Task brief: Copy every line of the records below that holds the word "Mutex".

Input records:
[Start of Attachment]

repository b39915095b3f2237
//! Gemini `generateContent` payload types and the response decoder.

use serde::{Deserialize, Serialize};
use thiserror::Error;

pub const TEMPERATURE: f64 = 0.7;
pub const MAX_OUTPUT_TOKENS: u32 = 500;

/// Request body sent upstream for a single prompt.
#[derive(Debug, Clone, Serialize, PartialEq)]
pub struct GenerateContentRequest {
    pub contents: Vec<Content>,
    #[serde(rename = "generationConfig")]
    pub generation_config: GenerationConfig,
}

impl GenerateContentRequest {
    /// Wraps `prompt` verbatim in a single user turn with the fixed
    /// generation parameters.
    pub fn from_prompt(prompt: &str) -> Self {
        Self {
            contents: vec![Content {
                parts: vec![Part {
                    text: prompt.to_string(),
                }],
            }],
            generation_config: GenerationConfig {
                temperature: TEMPERATURE,
                max_output_tokens: MAX_OUTPUT_TOKENS,
            },
        }
    }
}

#[derive(Debug, Clone, Serialize, PartialEq)]
pub struct Content {
    pub parts: Vec<Part>,
}

#[derive(Debug, Clone, Serialize, PartialEq)]
pub struct Part {
    pub text: String,
}

#[derive(Debug, Clone, Serialize, PartialEq)]
#[serde(rename_all = "camelCase")]
pub struct GenerationConfig {
    pub temperature: f64,
    pub max_output_tokens: u32,
}

/// Why a 200 response did not contain `candidates[0].content.parts[0].text`.
#[derive(Error, Debug, Clone, PartialEq)]
pub enum ShapeError {
    #[error("malformed response body: {0}")]
    Malformed(String),

    #[error("missing key '{0}'")]
    MissingKey(&'static str),

    #[error("index {index} out of range for '{key}'")]
    IndexOutOfRange { key: &'static str, index: usize },
}

// Every level is optional so a missing key decodes cleanly and is reported
// by `first_text` rather than as a generic serde failure.
#[derive(Debug, Deserialize)]
pub struct GenerateContentResponse {
    candidates: Option<Vec<Candidate>>,
}

#[derive(Debug, Deserialize)]
struct Candidate {
    content: Option<CandidateContent>,
}

#[derive(Debug, Deserialize)]
struct CandidateContent {
    parts: Option<Vec<CandidatePart>>,
}

#[derive(Debug, Deserialize)]
struct CandidatePart {
    text: Option<String>,
}

impl GenerateContentResponse {
    pub fn decode(body: &str) -> Result<Self, ShapeError> {
        serde_json::from_str(body).map_err(|e| ShapeError::Malformed(e.to_string()))
    }

    /// Text of the first part of the first candidate.
    pub fn first_text(&self) -> Result<&str, ShapeError> {
        let candidates = self
            .candidates
            .as_deref()
            .ok_or(ShapeError::MissingKey("candidates"))?;
        let candidate = candidates.first().ok_or(ShapeError::IndexOutOfRange {
            key: "candidates",
            index: 0,
        })?;
        let content = candidate
            .content
            .as_ref()
            .ok_or(ShapeError::MissingKey("content"))?;
        let parts = content
            .parts
            .as_deref()
            .ok_or(ShapeError::MissingKey("parts"))?;
        let part = parts.first().ok_or(ShapeError::IndexOutOfRange {
            key: "parts",
            index: 0,
        })?;
        part.text.as_deref().ok_or(ShapeError::MissingKey("text"))
    }
}

/// Decode a raw 200 body straight to the generated text.
pub fn extract_text(body: &str) -> Result<String, ShapeError> {
    GenerateContentResponse::decode(body)?
        .first_text()
        .map(str::to_string)
}
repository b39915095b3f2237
//! HTTP route handlers.

use crate::app::AppState;
use crate::models::{InboundRequest, OutboundResponse};
use crate::{Error, Result};
use axum::body::Bytes;
use axum::extract::rejection::BytesRejection;
use axum::extract::State;
use axum::response::{Html, Json};
use serde_json::{json, Value};
use tracing::{debug, error};

const INDEX_HTML: &str = include_str!("../data/index.html");

/// `GET /`: endpoint documentation.
pub async fn index() -> Html<&'static str> {
    Html(INDEX_HTML)
}

/// `GET /healthz`
pub async fn health_check() -> Json<Value> {
    Json(json!({ "status": "ok" }))
}

/// `POST /api/gemini`: forwards `{"prompt": ...}` upstream and relays the
/// generated text in the envelope. Every failure comes back through
/// [`Error`]'s `IntoResponse`.
pub async fn gemini_proxy(
    State(state): State<AppState>,
    body: std::result::Result<Bytes, BytesRejection>,
) -> Result<Json<OutboundResponse>> {
    let body = body.map_err(|rejection| {
        error!("Failed to read request body: {}", rejection.body_text());
        Error::RequestBody(rejection)
    })?;

    let request = InboundRequest::parse(&body).inspect_err(|_| {
        error!("Invalid request: missing prompt");
    })?;

    debug!("Received prompt: {}", request.prompt);

    let Some(api_key) = state.api_key.as_deref() else {
        error!("API key not configured");
        return Err(Error::ApiKeyNotConfigured);
    };

    let text = state
        .generator
        .generate_text(api_key, &request.prompt)
        .await?;

    debug!(
        "Received response from Gemini: {}...",
        text.chars().take(100).collect::<String>()
    );

    Ok(Json(OutboundResponse::success(text)))
}
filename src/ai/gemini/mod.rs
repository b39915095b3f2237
pub mod client;
pub mod text;
pub mod types;

pub use client::GeminiHttpClient;
pub use text::GeminiTextClient;
use super::gemini::types::ShapeError;
use super::TextGenerationService;
use crate::{Error, Result};
use async_trait::async_trait;
use std::sync::{Arc, Mutex};

#[derive(Debug, Clone)]
enum MockReply {
    Text(String),
    Upstream { status: u16, body: String },
    Shape(ShapeError),
}

/// In-memory stand-in for the upstream API.
///
/// Replies cycle in the order they were added; with none configured the
/// prompt is echoed back.
#[derive(Clone, Default)]
pub struct MockTextClient {
    replies: Arc<Mutex<Vec<MockReply>>>,
    prompts: Arc<Mutex<Vec<String>>>,
    call_count: Arc<Mutex<usize>>,
}

impl MockTextClient {
    pub fn new() -> Self {
        Self::default()
    }

    pub fn with_text_response(self, text: String) -> Self {
        self.replies.lock().unwrap().push(MockReply::Text(text));
        self
    }

    pub fn with_upstream_error(self, status: u16, body: String) -> Self {
        self.replies
            .lock()
            .unwrap()
            .push(MockReply::Upstream { status, body });
        self
    }

    pub fn with_shape_error(self, error: ShapeError) -> Self {
        self.replies.lock().unwrap().push(MockReply::Shape(error));
        self
    }

    pub fn get_call_count(&self) -> usize {
        *self.call_count.lock().unwrap()
    }

    /// Prompts received so far, oldest first.
    pub fn received_prompts(&self) -> Vec<String> {
        self.prompts.lock().unwrap().clone()
    }
}

#[async_trait]
impl TextGenerationService for MockTextClient {
    async fn generate_text(&self, _api_key: &str, prompt: &str) -> Result<String> {
        let count = {
            let mut count = self.call_count.lock().unwrap();
            *count += 1;
            *count
        };
        self.prompts.lock().unwrap().push(prompt.to_string());

        let replies = self.replies.lock().unwrap();
        if replies.is_empty() {
            return Ok(format!("Echo: {}", prompt));
        }

        match replies[(count - 1) % replies.len()].clone() {
            MockReply::Text(text) => Ok(text),
            MockReply::Upstream { status, body } => Err(Error::Upstream { status, body }),
            MockReply::Shape(e) => Err(Error::ResponseShape(e)),
        }
    }
}

#[cfg(test)]
mod tests {
    use super::*;

    #[tokio::test]
    async fn test_mock_text_client_default_echoes_prompt() {
        let client = MockTextClient::new();
        let text = client.generate_text("key", "hello").await.unwrap();
        assert_eq!(text, "Echo: hello");
        assert_eq!(client.received_prompts(), vec!["hello".to_string()]);
    }

    #[tokio::test]
    async fn test_mock_text_client_cycles_replies() {
        let client = MockTextClient::new()
            .with_text_response("first".to_string())
            .with_upstream_error(503, "unavailable".to_string());

        assert_eq!(client.generate_text("k", "a").await.unwrap(), "first");
        assert!(matches!(
            client.generate_text("k", "b").await.unwrap_err(),
            Error::Upstream { status: 503, .. }
        ));
        // Should cycle back
        assert_eq!(client.generate_text("k", "c").await.unwrap(), "first");
        assert_eq!(client.get_call_count(), 3);
    }

    #[tokio::test]
    async fn test_mock_text_client_shape_error() {
        let client = MockTextClient::new().with_shape_error(ShapeError::MissingKey("candidates"));
        let err = client.generate_text("k", "a").await.unwrap_err();
        assert!(matches!(err, Error::ResponseShape(_)));
    }
}
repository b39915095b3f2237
//! Application wiring: shared state, the router and the server loop.

use crate::ai::{GeminiTextClient, TextGenerationService};
use crate::handlers;
use crate::models::{Config, OutboundResponse};
use crate::Result;
use axum::extract::DefaultBodyLimit;
use axum::http::StatusCode;
use axum::response::{IntoResponse, Json, Response};
use axum::routing::{get, post};
use axum::Router;
use std::any::Any;
use std::net::SocketAddr;
use std::sync::Arc;
use tower_http::catch_panic::CatchPanicLayer;
use tower_http::cors::{self, CorsLayer};
use tower_http::trace::TraceLayer;
use tracing::{error, info, warn};

/// Largest inbound body accepted on any route.
pub const DEFAULT_BODY_LIMIT: usize = 16 * 1024 * 1024;

/// State shared by all handlers. Read-only after startup.
#[derive(Clone)]
pub struct AppState {
    pub generator: Arc<dyn TextGenerationService>,
    pub api_key: Option<Arc<str>>,
}

/// Owns the configured services and serves them over HTTP.
pub struct App {
    state: AppState,
    body_limit: usize,
}

impl App {
    /// Build an app from a concrete generation service.
    ///
    /// This is primarily useful for integration tests that need to inject
    /// mocks. A blank `api_key` is treated as unset.
    pub fn with_services(
        generator: Arc<dyn TextGenerationService>,
        api_key: Option<String>,
    ) -> Self {
        Self {
            state: AppState {
                generator,
                api_key: api_key
                    .filter(|key| !key.trim().is_empty())
                    .map(Arc::from),
            },
            body_limit: DEFAULT_BODY_LIMIT,
        }
    }

    pub fn with_body_limit(mut self, body_limit: usize) -> Self {
        self.body_limit = body_limit;
        self
    }

    /// Construct an app backed by the real Gemini API.
    pub fn new(config: &Config) -> Self {
        info!(
            "Upstream: {} (model: {})",
            config.gemini_base_url, config.gemini_model
        );
        match config.upstream_timeout {
            Some(timeout) => info!("Upstream timeout: {}s", timeout.as_secs()),
            None => info!("No upstream timeout configured"),
        }
        if config.gemini_api_key.is_none() {
            warn!("GEMINI_API_KEY is not set; every proxy call will fail until it is configured");
        }

        let generator = GeminiTextClient::new(config.gemini_model.clone(), config.upstream_timeout)
            .with_base_url(config.gemini_base_url.clone());

        Self::with_services(Arc::new(generator), config.gemini_api_key.clone())
    }

    pub fn router(&self) -> Router {
        Router::new()
            .route("/", get(handlers::index))
            .route("/healthz", get(handlers::health_check))
            .route("/api/gemini", post(handlers::gemini_proxy))
            .layer(DefaultBodyLimit::max(self.body_limit))
            .layer(CatchPanicLayer::custom(handle_panic))
            .layer(TraceLayer::new_for_http())
            .layer(cors_layer())
            .with_state(self.state.clone())
    }

    /// Serve until Ctrl-C.
    pub async fn run(&self, addr: SocketAddr) -> Result<()> {
        let listener = tokio::net::TcpListener::bind(addr).await?;
        info!("Gemini proxy listening on http://{}", listener.local_addr()?);

        axum::serve(listener, self.router())
            .with_graceful_shutdown(shutdown_signal())
            .await?;

        info!("Server stopped");
        Ok(())
    }
}

/// Any origin, method and header on every route.
pub fn cors_layer() -> CorsLayer {
    CorsLayer::new()
        .allow_origin(cors::Any)
        .allow_methods(cors::Any)
        .allow_headers(cors::Any)
}

fn handle_panic(err: Box<dyn Any + Send + 'static>) -> Response {
    let message = err
        .downcast_ref::<String>()
        .map(String::as_str)
        .or_else(|| err.downcast_ref::<&str>().copied())
        .unwrap_or("unknown panic");
    error!("Request handler panicked: {}", message);

    let body = OutboundResponse::failure("Internal server error".to_string(), None);
    (StatusCode::INTERNAL_SERVER_ERROR, Json(body)).into_response()
}

async fn shutdown_signal() {
    if let Err(e) = tokio::signal::ctrl_c().await {
        error!("Failed to listen for shutdown signal: {}", e);
        std::future::pending::<()>().await;
    }
    info!("Shutdown signal received");
}
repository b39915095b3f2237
use crate::error::error_chain;
use crate::models::DEFAULT_GEMINI_BASE_URL;
use crate::{Error, Result};
use reqwest::{Client, StatusCode};
use serde::Serialize;
use std::time::Duration;

/// Lightweight Gemini REST client. Authentication is per call via the
/// `key` query parameter, so the client itself holds no secret.
pub struct GeminiHttpClient {
    client: Client,
    model: String,
    base_url: String,
    timeout: Option<Duration>,
}

impl GeminiHttpClient {
    /// Construct a Gemini client.
    ///
    /// `model` should be the bare model ID (for example `gemini-pro`); a
    /// `models/` prefix is stripped.
    pub fn new(model: String, timeout: Option<Duration>) -> Self {
        Self::new_with_client(model, timeout, Client::new())
    }

    pub fn new_with_client(model: String, timeout: Option<Duration>, client: Client) -> Self {
        let model = model.strip_prefix("models/").unwrap_or(&model).to_string();

        Self {
            client,
            model,
            base_url: DEFAULT_GEMINI_BASE_URL.to_string(),
            timeout,
        }
    }

    pub fn with_base_url(mut self, base_url: String) -> Self {
        self.base_url = base_url.trim_end_matches('/').to_string();
        self
    }

    /// Returns the configured model ID without the `models/` prefix.
    pub fn model(&self) -> &str {
        &self.model
    }

    pub fn generate_content_url(&self) -> String {
        format!(
            "{}/v1beta/models/{}:generateContent",
            self.base_url, self.model
        )
    }

    /// POSTs `request` to `generateContent` and returns the raw body of a
    /// 200 response. Any other status becomes [`Error::Upstream`].
    pub async fn generate_content<Req: Serialize>(
        &self,
        api_key: &str,
        request: &Req,
    ) -> Result<String> {
        let mut builder = self
            .client
            .post(self.generate_content_url())
            .query(&[("key", api_key)])
            .header("Content-Type", "application/json")
            .json(request);
        if let Some(timeout) = self.timeout {
            builder = builder.timeout(timeout);
        }

        tracing::debug!("Sending request to Gemini API (model: {})", self.model);

        let response = builder.send().await.map_err(|e| {
            let e = e.without_url();
            tracing::error!("Failed to send request to Gemini: {}", error_chain(&e));
            Error::Transport(e)
        })?;

        let status = response.status();
        let body = response.text().await.map_err(|e| {
            let e = e.without_url();
            tracing::error!("Failed to read Gemini response body: {}", error_chain(&e));
            Error::Transport(e)
        })?;

        if status != StatusCode::OK {
            tracing::error!("Gemini API error: {} - {}", status.as_u16(), body);
            return Err(Error::Upstream {
                status: status.as_u16(),
                body,
            });
        }

        Ok(body)
    }
}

[End of Attachment]

Task response:
use std::sync::{Arc, Mutex};
    replies: Arc<Mutex<Vec<MockReply>>>,
    prompts: Arc<Mutex<Vec<String>>>,
    call_count: Arc<Mutex<usize>>,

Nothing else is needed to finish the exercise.